### Source data

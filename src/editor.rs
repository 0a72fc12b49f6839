use egui::{Pos2, Rect, Vec2};
use image::RgbaImage;

use crate::canvas::{self, ERASER_RADIUS, MapCanvas, PEN_ALPHA, PenTip};
use crate::log_warn;
use crate::store::{self, MAP_RECORD_KEY, MapStore};

/// Distance between successive pen stamps along a stroke segment.
const PEN_STEP: f32 = 0.75;

/// Distance between successive eraser clears along a stroke segment. The
/// eraser radius is 8 px, so denser stepping buys nothing.
const ERASER_STEP: f32 = 4.0;

/// Spread of the per-stamp positional jitter (±0.125 px).
const STAMP_JITTER: f32 = 0.25;

/// A selection drag below this edge length (on either axis) is discarded.
const MIN_SELECTION_SIZE: f32 = 5.0;

// ============================================================================
// TOOLS
// ============================================================================

#[derive(Clone, Copy, Debug, PartialEq, Eq, Default)]
pub enum Tool {
    #[default]
    Pen,
    Eraser,
    Select,
}

impl Tool {
    /// Cycle order of the "T" shortcut: Pen → Eraser → Select → Pen.
    pub fn next(self) -> Tool {
        match self {
            Tool::Pen => Tool::Eraser,
            Tool::Eraser => Tool::Select,
            Tool::Select => Tool::Pen,
        }
    }

    pub fn label(&self) -> &'static str {
        match self {
            Tool::Pen => "Pen",
            Tool::Eraser => "Eraser",
            Tool::Select => "Select",
        }
    }

    pub fn all() -> &'static [Tool] {
        &[Tool::Pen, Tool::Eraser, Tool::Select]
    }
}

// ============================================================================
// SELECTION
// ============================================================================

/// A pending rectangular selection: pixels lifted out of the main buffer,
/// shown on the overlay until finalized back in.
pub struct Selection {
    /// Current rectangle in buffer coordinates, normalized (non-negative
    /// extent).
    pub rect: Rect,
    /// The captured pixels. The source region of the main buffer was cleared
    /// at capture time.
    pub pixels: RgbaImage,
    /// Full-buffer snapshot taken when the selection drag began. Nothing
    /// consumes it today (Escape merges rather than rolls back; see
    /// DESIGN.md), but it is the record a true cancel would restore from.
    pub rollback: Option<RgbaImage>,
    /// Pointer anchor minus rectangle origin, present while a move drag is
    /// in progress.
    drag_offset: Option<Vec2>,
}

// ============================================================================
// RENDER BINDING
// ============================================================================

/// Texture-producing layer consumed by the renderer.
///
/// The renderer reads pixels and re-uploads when the dirty flag fires; it
/// never mutates. The editor is the single writer.
pub trait Drawable {
    fn texture(&self) -> &RgbaImage;
    /// True once per mutation; reading clears the flag.
    fn take_dirty(&mut self) -> bool;
}

// ============================================================================
// MAP EDITOR
// ============================================================================

/// The parchment-map raster editor: drawing layer, selection overlay, tool
/// state machine and persistence.
///
/// All mutation happens synchronously inside the pointer/key handlers; the
/// caller guarantees events arrive in delivery order. Handlers take the
/// already-projected buffer point (`None` when the pointer ray missed the
/// parchment), so the editor never touches raw input or the camera.
pub struct MapEditor {
    canvas: MapCanvas,
    overlay: MapCanvas,
    tip: PenTip,
    tool: Tool,

    // Gesture state: at most one of the three flags is true at any instant.
    is_drawing: bool,
    is_selecting: bool,
    is_moving_selection: bool,
    last_point: Option<Pos2>,

    // Nascent selection drag (before capture).
    select_anchor: Option<Pos2>,
    select_cursor: Option<Pos2>,
    rollback: Option<RgbaImage>,

    selection: Option<Selection>,

    stamp_counter: u32,
    drawing_dirty: bool,
    overlay_dirty: bool,

    store: Box<dyn MapStore>,
}
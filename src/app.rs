use eframe::egui;
use egui::{Color32, Pos2, Rect, Sense, TextureFilter, TextureOptions};
use image::RgbaImage;

use crate::canvas::{MapCanvas, stamp_hash01};
use crate::compositor;
use crate::editor::{Drawable, MapEditor, Tool};
use crate::log_warn;
use crate::projector::{self, Camera, MapSurface, Vec3};
use crate::settings::Settings;
use crate::store::FileStore;

/// Vertical field of view of the harness camera (60°).
const CAMERA_FOV_Y: f32 = std::f32::consts::PI / 3.0;

/// Tilt of the lowered map, radians from vertical.
const MAP_DOWN_TILT: f32 = 1.15;

// ============================================================================
// MAPQUILL APP — hosts the editor on a parchment quad in a 3D scene
// ============================================================================

pub struct MapquillApp {
    editor: MapEditor,
    settings: Settings,
    base_map: RgbaImage,

    camera: Camera,
    /// Billboard pose: raised in front of the camera for drawing.
    surface_up: MapSurface,
    /// Lowered pose: tilted away on the table, input ignored.
    surface_down: MapSurface,
    map_up: bool,

    composite_tex: Option<egui::TextureHandle>,
    /// Last pointer position fed to the editor, used to suppress
    /// zero-motion move events while the button is held.
    last_cursor: Option<Pos2>,
}

impl MapquillApp {
    pub fn new(_cc: &eframe::CreationContext<'_>) -> Self {
        let settings = Settings::load();
        let store = if settings.storage_dir.is_empty() {
            FileStore::new()
        } else {
            FileStore::with_dir(settings.storage_dir.clone().into())
        };
        let editor = MapEditor::new(settings.canvas_width, settings.canvas_height, Box::new(store));
        let base_map = load_base_map(&settings);

        let camera = Camera::new(
            Vec3::new(0.0, 0.0, 0.0),
            Vec3::new(0.0, 0.0, -1.0),
            Vec3::new(0.0, 1.0, 0.0),
            CAMERA_FOV_Y,
        );
        // Same 0.5 × 0.4 parchment quad in both poses.
        let surface_up = MapSurface::new(
            Vec3::new(0.0, 0.0, -1.0),
            Vec3::new(0.25, 0.0, 0.0),
            Vec3::new(0.0, 0.2, 0.0),
        );
        let (tilt_sin, tilt_cos) = MAP_DOWN_TILT.sin_cos();
        let surface_down = MapSurface::new(
            Vec3::new(0.0, -0.35, -0.9),
            Vec3::new(0.25, 0.0, 0.0),
            Vec3::new(0.0, 0.2 * tilt_cos, -0.2 * tilt_sin),
        );

        Self {
            editor,
            map_up: settings.start_map_up,
            settings,
            base_map,
            camera,
            surface_up,
            surface_down,
            composite_tex: None,
            last_cursor: None,
        }
    }

    fn surface(&self) -> &MapSurface {
        if self.map_up {
            &self.surface_up
        } else {
            &self.surface_down
        }
    }

    /// Project a screen-space pointer position into buffer coordinates.
    fn project_pointer(&self, pos: Pos2, viewport: Rect) -> Option<Pos2> {
        projector::project(
            &self.camera,
            self.surface(),
            pos - viewport.min.to_vec2(),
            (viewport.width(), viewport.height()),
            self.editor.width(),
            self.editor.height(),
        )
    }

    /// Re-composite and (re-)upload the map texture when a layer changed.
    fn refresh_composite(&mut self, ctx: &egui::Context) {
        let drawing_dirty = self.editor.take_dirty();
        let overlay_dirty = self.editor.take_overlay_dirty();
        if self.composite_tex.is_some() && !drawing_dirty && !overlay_dirty {
            return;
        }
        let composite = compositor::composite(
            &self.base_map,
            self.editor.texture(),
            self.editor.overlay_texture(),
        );
        let color_image = compositor::to_color_image(&composite);
        let options = TextureOptions {
            magnification: TextureFilter::Linear,
            minification: TextureFilter::Linear,
            ..Default::default()
        };
        match &mut self.composite_tex {
            Some(tex) => tex.set(color_image, options),
            None => {
                self.composite_tex =
                    Some(ctx.load_texture("map_composite", color_image, options));
            }
        }
    }

    fn handle_keys(&mut self, ctx: &egui::Context) {
        let events = ctx.input(|i| i.events.clone());
        for event in events {
            // A gesture abandoned when the window loses focus must not leak
            // into the next frame (there is no pointer-up to end it).
            if matches!(event, egui::Event::WindowFocused(false)) {
                self.editor.abort_gesture();
                self.last_cursor = None;
                continue;
            }
            let egui::Event::Key {
                key, pressed: true, ..
            } = event
            else {
                continue;
            };
            match key {
                egui::Key::M => {
                    self.toggle_map_up();
                }
                // Drawing shortcuts only act while the map is raised.
                egui::Key::C if self.map_up => self.editor.clear(),
                egui::Key::T if self.map_up => self.editor.cycle_tool(),
                egui::Key::Escape if self.map_up => self.editor.escape(),
                _ => {}
            }
        }
    }

    fn toggle_map_up(&mut self) {
        self.map_up = !self.map_up;
        // An in-flight gesture must not survive the map being lowered
        // mid-stroke.
        if !self.map_up {
            self.editor.abort_gesture();
            self.last_cursor = None;
        }
        if self.settings.start_map_up != self.map_up {
            self.settings.start_map_up = self.map_up;
            if let Err(e) = self.settings.save() {
                log_warn!("{}", e);
            }
        }
    }

    fn handle_pointer(&mut self, ui: &egui::Ui, viewport: Rect) {
        if !self.map_up {
            return;
        }
        let (pressed, released, down, pos) = ui.input(|i| {
            (
                i.pointer.primary_pressed(),
                i.pointer.primary_released(),
                i.pointer.primary_down(),
                i.pointer.latest_pos(),
            )
        });

        if pressed && let Some(pos) = pos {
            let point = self.project_pointer(pos, viewport);
            self.editor.pointer_down(point);
            self.last_cursor = Some(pos);
        } else if down && let Some(pos) = pos {
            if self.last_cursor != Some(pos) {
                let point = self.project_pointer(pos, viewport);
                self.editor.pointer_move(point);
                self.last_cursor = Some(pos);
            }
        }
        if released {
            self.editor.pointer_up();
            self.last_cursor = None;
        }
    }

    /// Draw the textured parchment quad by projecting its corners to screen.
    fn paint_map(&self, painter: &egui::Painter, viewport: Rect) {
        let Some(tex) = &self.composite_tex else {
            return;
        };
        let corners = self.surface().corners();
        let mut screen = [Pos2::ZERO; 4];
        for (i, corner) in corners.iter().enumerate() {
            let Some(p) = world_to_screen(&self.camera, *corner, viewport) else {
                return; // Corner behind the camera: skip the frame.
            };
            screen[i] = p;
        }

        // Corner order is BL, BR, TR, TL; image row 0 is the map's top edge,
        // so texture v flips against surface v.
        let uvs = [
            Pos2::new(0.0, 1.0),
            Pos2::new(1.0, 1.0),
            Pos2::new(1.0, 0.0),
            Pos2::new(0.0, 0.0),
        ];
        let mut mesh = egui::Mesh::with_texture(tex.id());
        for (pos, uv) in screen.iter().zip(uvs.iter()) {
            mesh.vertices.push(egui::epaint::Vertex {
                pos: *pos,
                uv: *uv,
                color: Color32::WHITE,
            });
        }
        mesh.indices.extend_from_slice(&[0, 1, 2, 0, 2, 3]);
        painter.add(egui::Shape::mesh(mesh));
    }

    fn tool_panel(&mut self, ctx: &egui::Context) {
        egui::SidePanel::left("tools")
            .resizable(false)
            .default_width(120.0)
            .show(ctx, |ui| {
                ui.heading("Mapquill");
                ui.separator();
                for tool in Tool::all() {
                    if ui
                        .selectable_label(self.editor.tool() == *tool, tool.label())
                        .clicked()
                    {
                        self.editor.set_tool(*tool);
                    }
                }
                ui.separator();
                if ui.button("Clear map").clicked() {
                    self.editor.clear();
                }
                if ui
                    .button(if self.map_up { "Lower map" } else { "Raise map" })
                    .clicked()
                {
                    self.toggle_map_up();
                }
                ui.separator();
                ui.label(format!("Tool: {}", self.editor.tool().label()));
                ui.small("C clear · T cycle tool");
                ui.small("Esc merge selection · M raise/lower");
            });
    }
}

impl eframe::App for MapquillApp {
    fn update(&mut self, ctx: &egui::Context, _frame: &mut eframe::Frame) {
        self.handle_keys(ctx);
        self.tool_panel(ctx);

        egui::CentralPanel::default()
            .frame(egui::Frame::none().fill(Color32::from_rgb(24, 20, 16)))
            .show(ctx, |ui| {
                let (response, painter) =
                    ui.allocate_painter(ui.available_size(), Sense::click_and_drag());
                let viewport = response.rect;
                self.handle_pointer(ui, viewport);
                self.refresh_composite(ctx);
                self.paint_map(&painter, viewport);
            });
    }
}

// ============================================================================
// SCENE HELPERS
// ============================================================================

/// Project a world-space point to viewport coordinates with the same
/// perspective the pointer ray uses. `None` when the point is behind the
/// camera.
fn world_to_screen(camera: &Camera, world: Vec3, viewport: Rect) -> Option<Pos2> {
    let rel = world - camera.position;
    let cam_z = rel.dot(camera.forward);
    if cam_z <= 0.001 {
        return None;
    }
    let right = camera.right();
    let up = right.cross(camera.forward).norm();
    let aspect = viewport.width() / viewport.height();
    let half_fov_tan = (camera.fov_y / 2.0).tan();
    let ndc_x = rel.dot(right) / (cam_z * half_fov_tan * aspect);
    let ndc_y = rel.dot(up) / (cam_z * half_fov_tan);
    Some(Pos2::new(
        viewport.min.x + (ndc_x + 1.0) / 2.0 * viewport.width(),
        viewport.min.y + (1.0 - ndc_y) / 2.0 * viewport.height(),
    ))
}

/// Load the configured base map, or fall back to a procedural parchment
/// fill so the editor is usable with no assets on disk.
fn load_base_map(settings: &Settings) -> RgbaImage {
    if !settings.base_map_path.is_empty() {
        match std::fs::read(&settings.base_map_path)
            .map_err(|e| format!("cannot read {}: {}", settings.base_map_path, e))
            .and_then(|bytes| MapCanvas::from_png_bytes(&bytes))
        {
            Ok(canvas) => return canvas.pixels().clone(),
            Err(e) => log_warn!("base map load failed, using parchment fill: {}", e),
        }
    }
    parchment_fill(settings.canvas_width, settings.canvas_height)
}

/// Flat parchment: warm base tone, per-pixel grain, edges burnt slightly
/// darker.
fn parchment_fill(width: u32, height: u32) -> RgbaImage {
    let mut img = RgbaImage::new(width, height);
    let cx = width as f32 / 2.0;
    let cy = height as f32 / 2.0;
    let max_dist = (cx * cx + cy * cy).sqrt();
    for (x, y, px) in img.enumerate_pixels_mut() {
        let grain = (stamp_hash01(x as f32, y as f32, 7) - 0.5) * 14.0;
        let dx = x as f32 - cx;
        let dy = y as f32 - cy;
        let edge = ((dx * dx + dy * dy).sqrt() / max_dist).powi(3) * 28.0;
        let shade = |c: f32| (c + grain - edge).clamp(0.0, 255.0) as u8;
        *px = image::Rgba([shade(214.0), shade(196.0), shade(158.0), 255]);
    }
    img
}
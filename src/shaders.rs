// ============================================================================
// MAP SHADER — WGSL source for embedders with a programmable pipeline
// ============================================================================
//
// The crate's own harness composites on the CPU (see `compositor`); engines
// that render the parchment quad themselves can bind the three layer
// textures and run this instead. The fragment blend must stay byte-for-byte
// in agreement with `compositor::composite`.

/// Three-layer parchment compositing: base map, drawing layer, selection
/// overlay, sampled at the same UV.
///
/// Bindings: group 0 holds the three textures plus one sampler in slot
/// order base / drawing / overlay / sampler.
pub const MAP_COMPOSITE_SHADER: &str = r#"
@group(0) @binding(0) var base_tex: texture_2d<f32>;
@group(0) @binding(1) var drawing_tex: texture_2d<f32>;
@group(0) @binding(2) var overlay_tex: texture_2d<f32>;
@group(0) @binding(3) var samp: sampler;

struct VertexOutput {
    @builtin(position) position: vec4<f32>,
    @location(0) uv: vec2<f32>,
};

@vertex
fn vs_map(@location(0) pos: vec3<f32>, @location(1) uv: vec2<f32>) -> VertexOutput {
    var out: VertexOutput;
    // Quad transform is supplied by the host scene; positions arrive in clip space.
    out.position = vec4<f32>(pos, 1.0);
    out.uv = uv;
    return out;
}

@fragment
fn fs_map(in: VertexOutput) -> @location(0) vec4<f32> {
    let base_color = textureSample(base_tex, samp, in.uv);
    let drawing_color = textureSample(drawing_tex, samp, in.uv);
    let overlay_color = textureSample(overlay_tex, samp, in.uv);

    // Ink at 0.8 of its own alpha, then the selection overlay on top.
    let combined = mix(base_color, drawing_color, drawing_color.a * 0.8);
    return mix(combined, overlay_color, overlay_color.a);
}
"#;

### Exercise directions
Please filter the listing down to lines that include the word "Drawable".

### Task solution
pub trait Drawable {
use crate::editor::{Drawable, MapEditor, Tool};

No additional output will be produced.